> REQUIRED WORK: Only the lines below starting at the one containing "(0..LOCATIONS.len())" and ending at the one containing "pub fn carries_particle(arc: usize, alternate: bool)" belong in the answer, each copied exactly.
━━━━━━━━
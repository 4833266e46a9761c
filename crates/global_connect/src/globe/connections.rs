//! Arcs fanning out from the selected record, or from the hub in alternate mode.

use super::earth::{EarthRoot, earth_rotation};
use super::{GLOBE_RADIUS, GlobeRng};
use super::mode::AlternateMode;
use crate::AppScreen;
use crate::geo::{arc_control_point, arc_points, lat_lon_to_vec3, quadratic_bezier};
use crate::locations::{ALTERNATE_HUB, LOCATIONS, Selection};
use crate::utils::remove;
use bevy::prelude::*;
use rand::Rng;
use std::f32::consts::PI;

pub struct ConnectionsPlugin;

impl Plugin for ConnectionsPlugin {
    fn build(&self, app: &mut App) {
        app.init_gizmo_group::<ConnectionGizmos>()
            .init_resource::<ActiveConnections>()
            .init_resource::<GlobeRng>()
            .add_systems(
                Update,
                (
                    rebuild_connections.run_if(
                        resource_changed::<Selection>.or(resource_changed::<AlternateMode>),
                    ),
                    flow_particles,
                    draw_arcs,
                )
                    .chain()
                    .run_if(in_state(AppScreen::Globe)),
            )
            .add_systems(
                OnExit(AppScreen::Globe),
                (reset_connections, remove::<FlowAssets>),
            );
    }
}

const ARC_SEGMENTS: usize = 30;
const FLOW_SPEED: f32 = 0.5;

#[derive(Default, Reflect, GizmoConfigGroup)]
pub struct ConnectionGizmos;

#[derive(Debug, Clone)]
pub struct ConnectionArc {
    pub target: usize,
    pub start: Vec3,
    pub control: Vec3,
    pub end: Vec3,
    pub points: Vec<Vec3>,
}

#[derive(Resource, Debug, Default)]
pub struct ActiveConnections {
    pub source: Option<usize>,
    pub alternate: bool,
    pub arcs: Vec<ConnectionArc>,
}

#[derive(Resource)]
struct FlowAssets {
    mesh: Handle<Mesh>,
    normal: Handle<StandardMaterial>,
    alternate: Handle<StandardMaterial>,
}

#[derive(Component)]
struct FlowParticle {
    arc: usize,
    progress: f32,
}

/// Record the arcs start from: the selection, else the hub in alternate mode.
pub fn connection_source(selection: Option<usize>, alternate: bool) -> Option<usize> {
    selection.or(alternate.then_some(ALTERNATE_HUB))
}

/// Alternate mode links the source to every record, itself included.
pub fn connection_targets(source: usize, alternate: bool) -> Vec<usize> {
    (0..LOCATIONS.len())
        .filter(|&index| alternate || index != source)
        .collect()
}

/// In alternate mode only every second arc carries a particle.
pub fn carries_particle(arc: usize, alternate: bool) -> bool {
    arc % if alternate { 2 } else { 1 } == 0
}

/// Progress along an arc after `dt` seconds, restarting past the end.
pub fn advance_flow(progress: f32, dt: f32) -> f32 {
    let next = progress + dt * FLOW_SPEED;
    if next > 1.0 { 0.0 } else { next }
}

pub fn flow_scale(progress: f32) -> f32 {
    (progress * PI).sin() * 0.25
}

fn build_arcs(source: usize, alternate: bool) -> Vec<ConnectionArc> {
    let place = |index: usize| {
        let record = &LOCATIONS[index];
        lat_lon_to_vec3(record.lat, record.lon, GLOBE_RADIUS)
    };
    let start = place(source);
    connection_targets(source, alternate)
        .into_iter()
        .map(|target| {
            let end = place(target);
            ConnectionArc {
                target,
                start,
                control: arc_control_point(start, end, GLOBE_RADIUS),
                end,
                points: arc_points(start, end, GLOBE_RADIUS, ARC_SEGMENTS),
            }
        })
        .collect()
}

#[allow(clippy::too_many_arguments)]
fn rebuild_connections(
    mut commands: Commands,
    selection: Res<Selection>,
    mode: Res<AlternateMode>,
    mut connections: ResMut<ActiveConnections>,
    mut rng: ResMut<GlobeRng>,
    mut config_store: ResMut<GizmoConfigStore>,
    assets: Option<Res<FlowAssets>>,
    mut meshes: ResMut<Assets<Mesh>>,
    mut materials: ResMut<Assets<StandardMaterial>>,
    particles: Query<Entity, With<FlowParticle>>,
    earth: Query<Entity, With<EarthRoot>>,
) {
    let alternate = mode.active();
    let source = connection_source(selection.0, alternate);

    let (config, _) = config_store.config_mut::<ConnectionGizmos>();
    config.line.width = if alternate { 2.0 } else { 1.0 };

    for particle in &particles {
        commands.entity(particle).despawn();
    }

    connections.source = source;
    connections.alternate = alternate;
    connections.arcs = source.map(|s| build_arcs(s, alternate)).unwrap_or_default();

    let Ok(earth) = earth.single() else {
        return;
    };
    let (mesh, material) = match assets {
        Some(assets) => (
            assets.mesh.clone(),
            if alternate { assets.alternate.clone() } else { assets.normal.clone() },
        ),
        None => {
            let flow = |color: Color| StandardMaterial {
                base_color: color.with_alpha(0.95),
                alpha_mode: AlphaMode::Add,
                unlit: true,
                ..default()
            };
            let assets = FlowAssets {
                mesh: meshes.add(Sphere::new(1.0).mesh().uv(8, 8)),
                normal: materials.add(flow(Color::srgb_u8(0xfb, 0xbf, 0x24))),
                alternate: materials.add(flow(Color::WHITE)),
            };
            let picked = (
                assets.mesh.clone(),
                if alternate { assets.alternate.clone() } else { assets.normal.clone() },
            );
            commands.insert_resource(assets);
            picked
        }
    };

    commands.entity(earth).with_children(|earth| {
        for (arc, _) in connections.arcs.iter().enumerate() {
            if !carries_particle(arc, alternate) {
                continue;
            }
            earth.spawn((
                Mesh3d(mesh.clone()),
                MeshMaterial3d(material.clone()),
                Transform::from_scale(Vec3::ZERO),
                Pickable::IGNORE,
                FlowParticle {
                    arc,
                    progress: rng.gen_range(0.0..1.0),
                },
            ));
        }
    });
}

fn reset_connections(mut connections: ResMut<ActiveConnections>) {
    *connections = ActiveConnections::default();
}

fn flow_particles(
    time: Res<Time>,
    connections: Res<ActiveConnections>,
    mut particles: Query<(&mut FlowParticle, &mut Transform)>,
) {
    let dt = time.delta_secs();
    for (mut particle, mut transform) in &mut particles {
        let Some(arc) = connections.arcs.get(particle.arc) else {
            continue;
        };
        particle.progress = advance_flow(particle.progress, dt);
        transform.translation =
            quadratic_bezier(arc.start, arc.control, arc.end, particle.progress);
        transform.scale = Vec3::splat(flow_scale(particle.progress));
    }
}

fn draw_arcs(mut gizmos: Gizmos<ConnectionGizmos>, connections: Res<ActiveConnections>) {
    let color = if connections.alternate {
        Color::srgb_u8(0xef, 0x44, 0x44).with_alpha(0.6)
    } else {
        Color::srgb_u8(0xd9, 0x77, 0x06).with_alpha(0.3)
    };
    let tilt = earth_rotation();
    for arc in &connections.arcs {
        gizmos.linestrip(arc.points.iter().map(|p| tilt * *p), color);
    }
}

#[cfg(test)]
mod tests {
    use super::*;

    #[test]
    fn selection_wins_over_the_hub() {
        assert_eq!(connection_source(Some(3), true), Some(3));
        assert_eq!(connection_source(None, true), Some(ALTERNATE_HUB));
        assert_eq!(connection_source(None, false), None);
    }

    #[test]
    fn targets_skip_the_source_outside_alternate_mode() {
        let normal = connection_targets(5, false);
        assert_eq!(normal.len(), LOCATIONS.len() - 1);
        assert!(!normal.contains(&5));

        let alternate = connection_targets(5, true);
        assert_eq!(alternate.len(), LOCATIONS.len());
    }

    #[test]
    fn alternate_mode_thins_out_particles() {
        assert!((0..6).all(|arc| carries_particle(arc, false)));
        assert_eq!((0..6).filter(|&arc| carries_particle(arc, true)).count(), 3);
    }

    #[test]
    fn flow_wraps_past_the_end() {
        assert!((advance_flow(0.2, 0.1) - 0.25).abs() < 1e-6);
        assert_eq!(advance_flow(0.99, 0.1), 0.0);
        assert_eq!(flow_scale(0.0), 0.0);
        assert!((flow_scale(0.5) - 0.25).abs() < 1e-6);
    }

    #[test]
    fn arcs_leave_the_source_and_land_on_targets() {
        let arcs = build_arcs(0, false);
        let first = &arcs[0];
        assert_eq!(first.points.len(), ARC_SEGMENTS + 1);
        assert!(first.points[0].distance(first.start) < 1e-4);
        assert!(first.points[ARC_SEGMENTS].distance(first.end) < 1e-4);
    }
}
━━━━━━━━
> WORKED SOLUTION:
    (0..LOCATIONS.len())
        .filter(|&index| alternate || index != source)
        .collect()
}

/// In alternate mode only every second arc carries a particle.
pub fn carries_particle(arc: usize, alternate: bool) -> bool {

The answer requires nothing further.